# SNAT e o problema do tráfego de retorno

> Para uma conexão balanceada funcionar, a resposta do pool member precisa voltar pelo BIG-IP. Se o member roteia seu tráfego de retorno direto para o cliente, a conexão quebra. O SNAT resolve isso tornando o BIG-IP o endereço de origem ao qual o member responde, ao custo de esconder o IP real do cliente.

Source: https://ronutz.com/pt-BR/learn/bigip-snat-and-return-traffic  
Updated: 2026-07-01  
Related tools: https://ronutz.com/pt-BR/tools/f5-tmsh-config-explainer

---

Quando o BIG-IP balanceia uma conexão, por padrão ele preserva o IP de origem do cliente em direção ao pool member. O member vê o endereço real do cliente, o que frequentemente é o que você quer, mas isso cria um requisito de roteamento fácil de deixar passar.

## A armadilha do roteamento assimétrico

Uma conexão TCP só funciona se ambas as direções fluírem pelo mesmo dispositivo que está rastreando seu estado. O BIG-IP está rastreando a conexão, então a resposta do member precisa voltar pelo BIG-IP. Se a rota padrão do próprio member aponta para o roteador da rede em vez de para o BIG-IP, o member enviará sua resposta *diretamente* em direção ao IP do cliente, contornando o BIG-IP por completo. O cliente então recebe um pacote de um endereço para o qual ele nunca abriu uma conexão, e o descarta. Isso é **roteamento assimétrico**: a requisição foi por um caminho, a resposta tentou ir por outro, e a conexão trava. É uma das causas mais comuns de "o virtual server está up mas nada funciona".

## O que o SNAT faz

O **SNAT** (source network address translation) resolve isso mudando o endereço de origem que o BIG-IP usa em direção ao member. Em vez do IP do cliente, o member vê um endereço pertencente ao BIG-IP, seja um self IP escolhido automaticamente (**SNAT automap**) ou um endereço de um **SNAT pool** definido.

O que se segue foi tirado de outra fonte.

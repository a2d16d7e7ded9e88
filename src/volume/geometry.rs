//! Voxel data types and the regular block decomposition of a volume.
//!
//! The geometry is an immutable value handed to everything that needs block
//! dimensions (block construction, the disk reader, the loader), so several
//! independent volumes can coexist in one process.

use std::fmt;
use std::str::FromStr;

use serde::{Deserialize, Serialize};

use crate::volume::VolumeError;

/// Element type of the raw volume file.
#[derive(Debug, Clone, Copy, PartialEq, Eq, Hash, Serialize, Deserialize)]
#[serde(rename_all = "lowercase")]
pub enum DataType {
    Char,
    #[serde(alias = "unsigned char")]
    UChar,
    Short,
    #[serde(alias = "unsigned short")]
    UShort,
    Int,
    #[serde(alias = "unsigned integer")]
    UInt,
    Float,
}

impl DataType {
    /// Bytes occupied by one voxel on disk.
    pub fn size_bytes(&self) -> usize {
        match self {
            DataType::Char | DataType::UChar => 1,
            DataType::Short | DataType::UShort => 2,
            DataType::Int | DataType::UInt | DataType::Float => 4,
        }
    }

    /// Decode one native-endian voxel. `bytes` must hold exactly `size_bytes()`.
    pub fn decode(&self, bytes: &[u8]) -> f64 {
        match self {
            DataType::Char => bytemuck::pod_read_unaligned::<i8>(bytes) as f64,
            DataType::UChar => bytes[0] as f64,
            DataType::Short => bytemuck::pod_read_unaligned::<i16>(bytes) as f64,
            DataType::UShort => bytemuck::pod_read_unaligned::<u16>(bytes) as f64,
            DataType::Int => bytemuck::pod_read_unaligned::<i32>(bytes) as f64,
            DataType::UInt => bytemuck::pod_read_unaligned::<u32>(bytes) as f64,
            DataType::Float => bytemuck::pod_read_unaligned::<f32>(bytes) as f64,
        }
    }
}

impl fmt::Display for DataType {
    fn fmt(&self, f: &mut fmt::Formatter<'_>) -> fmt::Result {
        let name = match self {
            DataType::Char => "char",
            DataType::UChar => "uchar",
            DataType::Short => "short",
            DataType::UShort => "ushort",
            DataType::Int => "int",
            DataType::UInt => "uint",
            DataType::Float => "float",
        };
        f.write_str(name)
    }
}

impl FromStr for DataType {
    type Err = String;

    fn from_str(s: &str) -> Result<Self, Self::Err> {
        match s.trim().to_lowercase().as_str() {
            "char" => Ok(DataType::Char),
            "uchar" | "unsigned char" => Ok(DataType::UChar),
            "short" => Ok(DataType::Short),
            "ushort" | "unsigned short" => Ok(DataType::UShort),
            "int" => Ok(DataType::Int),
            "uint" | "unsigned integer" => Ok(DataType::UInt),
            "float" => Ok(DataType::Float),
            other => Err(format!("unknown data type '{other}'")),
        }
    }
}

/// Regular decomposition of a `dims` voxel raster into `block_count` blocks.
#[derive(Debug, Clone, Copy, PartialEq, Eq, Serialize, Deserialize)]
pub struct VolumeGeometry {
    /// Voxel dimensions of the whole raster (x is the row length, x*y the slab).
    pub dims: [u64; 3],

    /// Number of blocks along each axis.
    pub block_count: [u64; 3],
}

impl VolumeGeometry {
    /// Validate and build a geometry. Every axis must divide evenly into blocks.
    pub fn new(dims: [u64; 3], block_count: [u64; 3]) -> Result<Self, VolumeError> {
        for axis in 0..3 {
            if dims[axis] == 0 || block_count[axis] == 0 {
                return Err(VolumeError::InvalidGeometry(format!(
                    "axis {axis}: dims {} and block count {} must be non-zero",
                    dims[axis], block_count[axis]
                )));
            }
            if dims[axis] % block_count[axis] != 0 {
                return Err(VolumeError::InvalidGeometry(format!(
                    "axis {axis}: {} voxels do not split into {} equal blocks",
                    dims[axis], block_count[axis]
                )));
            }
        }
        Ok(Self { dims, block_count })
    }

    /// Voxel extent of every block.
    pub fn block_extent(&self) -> [u64; 3] {
        [
            self.dims[0] / self.block_count[0],
            self.dims[1] / self.block_count[1],
            self.dims[2] / self.block_count[2],
        ]
    }

    /// Number of voxels in one block (also the length of its pixel buffer).
    pub fn block_voxels(&self) -> usize {
        let e = self.block_extent();
        (e[0] * e[1] * e[2]) as usize
    }

    pub fn total_blocks(&self) -> usize {
        (self.block_count[0] * self.block_count[1] * self.block_count[2]) as usize
    }

    pub fn total_voxels(&self) -> u64 {
        self.dims[0] * self.dims[1] * self.dims[2]
    }

    /// Row and slab dimensions used to address voxels in the raw file.
    pub fn slab_dims(&self) -> [u64; 2] {
        [self.dims[0], self.dims[1]]
    }

    /// Linear block index of grid coordinate (i, j, k).
    pub fn linear_index(&self, coord: [u64; 3]) -> usize {
        let [nx, ny, _] = self.block_count;
        (coord[0] + coord[1] * nx + coord[2] * nx * ny) as usize
    }

    /// Grid coordinate of a linear block index.
    pub fn coord_of(&self, index: usize) -> [u64; 3] {
        let [nx, ny, _] = self.block_count;
        let index = index as u64;
        [index % nx, (index / nx) % ny, index / (nx * ny)]
    }

    /// Element offset of a voxel within the raster.
    pub fn voxel_offset(&self, voxel: [u64; 3]) -> u64 {
        let [vx, vy] = self.slab_dims();
        voxel[0] + voxel[1] * vx + voxel[2] * vx * vy
    }

    /// First voxel of block `coord`.
    pub fn block_start(&self, coord: [u64; 3]) -> [u64; 3] {
        let e = self.block_extent();
        [coord[0] * e[0], coord[1] * e[1], coord[2] * e[2]]
    }

    /// Byte offset of block `coord`'s first voxel in the raw file.
    pub fn block_byte_offset(&self, coord: [u64; 3], data_type: DataType) -> u64 {
        self.voxel_offset(self.block_start(coord)) * data_type.size_bytes() as u64
    }

    /// World-space size of one block. The whole volume spans a unit cube.
    pub fn world_scale(&self) -> [f32; 3] {
        [
            1.0 / self.block_count[0] as f32,
            1.0 / self.block_count[1] as f32,
            1.0 / self.block_count[2] as f32,
        ]
    }

    /// World-space centre of block `coord`, with the volume centred on the origin.
    pub fn world_origin(&self, coord: [u64; 3]) -> [f32; 3] {
        let s = self.world_scale();
        [
            coord[0] as f32 * s[0] + s[0] * 0.5 - 0.5,
            coord[1] as f32 * s[1] + s[1] * 0.5 - 0.5,
            coord[2] as f32 * s[2] + s[2] * 0.5 - 0.5,
        ]
    }
}
//! block-streamer: out-of-core streaming of volumetric blocks.
//!
//! Moves blocks of a large raw volume through a residency pipeline:
//!   Disk → main-memory buffer pool → GPU texture pool
//!
//! Which blocks are worth keeping resident is decided by classification: a
//! block is visible when its per-block statistic falls inside a user range.
//! A background loader thread reads and promotes visible blocks while the
//! render thread uploads a budgeted number of them each frame.

pub mod cache;
pub mod config;
pub mod gpu;
pub mod server;
pub mod streaming;
pub mod transfer;
pub mod volume;
//! Block residency bookkeeping.
//!
//! This module contains the core cache data structures and algorithms:
//! - [`block`]: Block, BlockSet, BlockStatus, Tier definitions
//! - [`pool`]: Fixed free lists of buffer and texture handles, pixel buffers
//! - [`tier`]: Bounded admission with eviction of non-visible occupants
//! - [`evictor`]: LRU victim selection
//! - [`classifier`]: Visible / not-visible partition by a scalar range

pub mod block;
pub mod classifier;
pub mod evictor;
pub mod pool;
pub mod tier;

Agora a resposta do member é naturalmente endereçada de volta ao BIG-IP, que a encaminha ao cliente, e o caminho fica simétrico não importa como o roteamento do member esteja configurado.

## O custo e sua mitigação

O SNAT abre mão do IP real do cliente: como o member agora vê um endereço do BIG-IP como origem, ele não pode mais logar ou tomar decisões com base no endereço verdadeiro do cliente. Para HTTP isso normalmente é tratado inserindo um header `X-Forwarded-For` carregando o IP original do cliente, para que a aplicação ainda possa vê-lo. No `bigip.conf` isso aparece como um `snat-type automap` no virtual server ou um `snatpool` anexado. A regra prática é que o SNAT é o que você usa quando não pode garantir que os members roteiam o tráfego de retorno de volta pelo BIG-IP, o que na maioria das redes reais é exatamente a situação.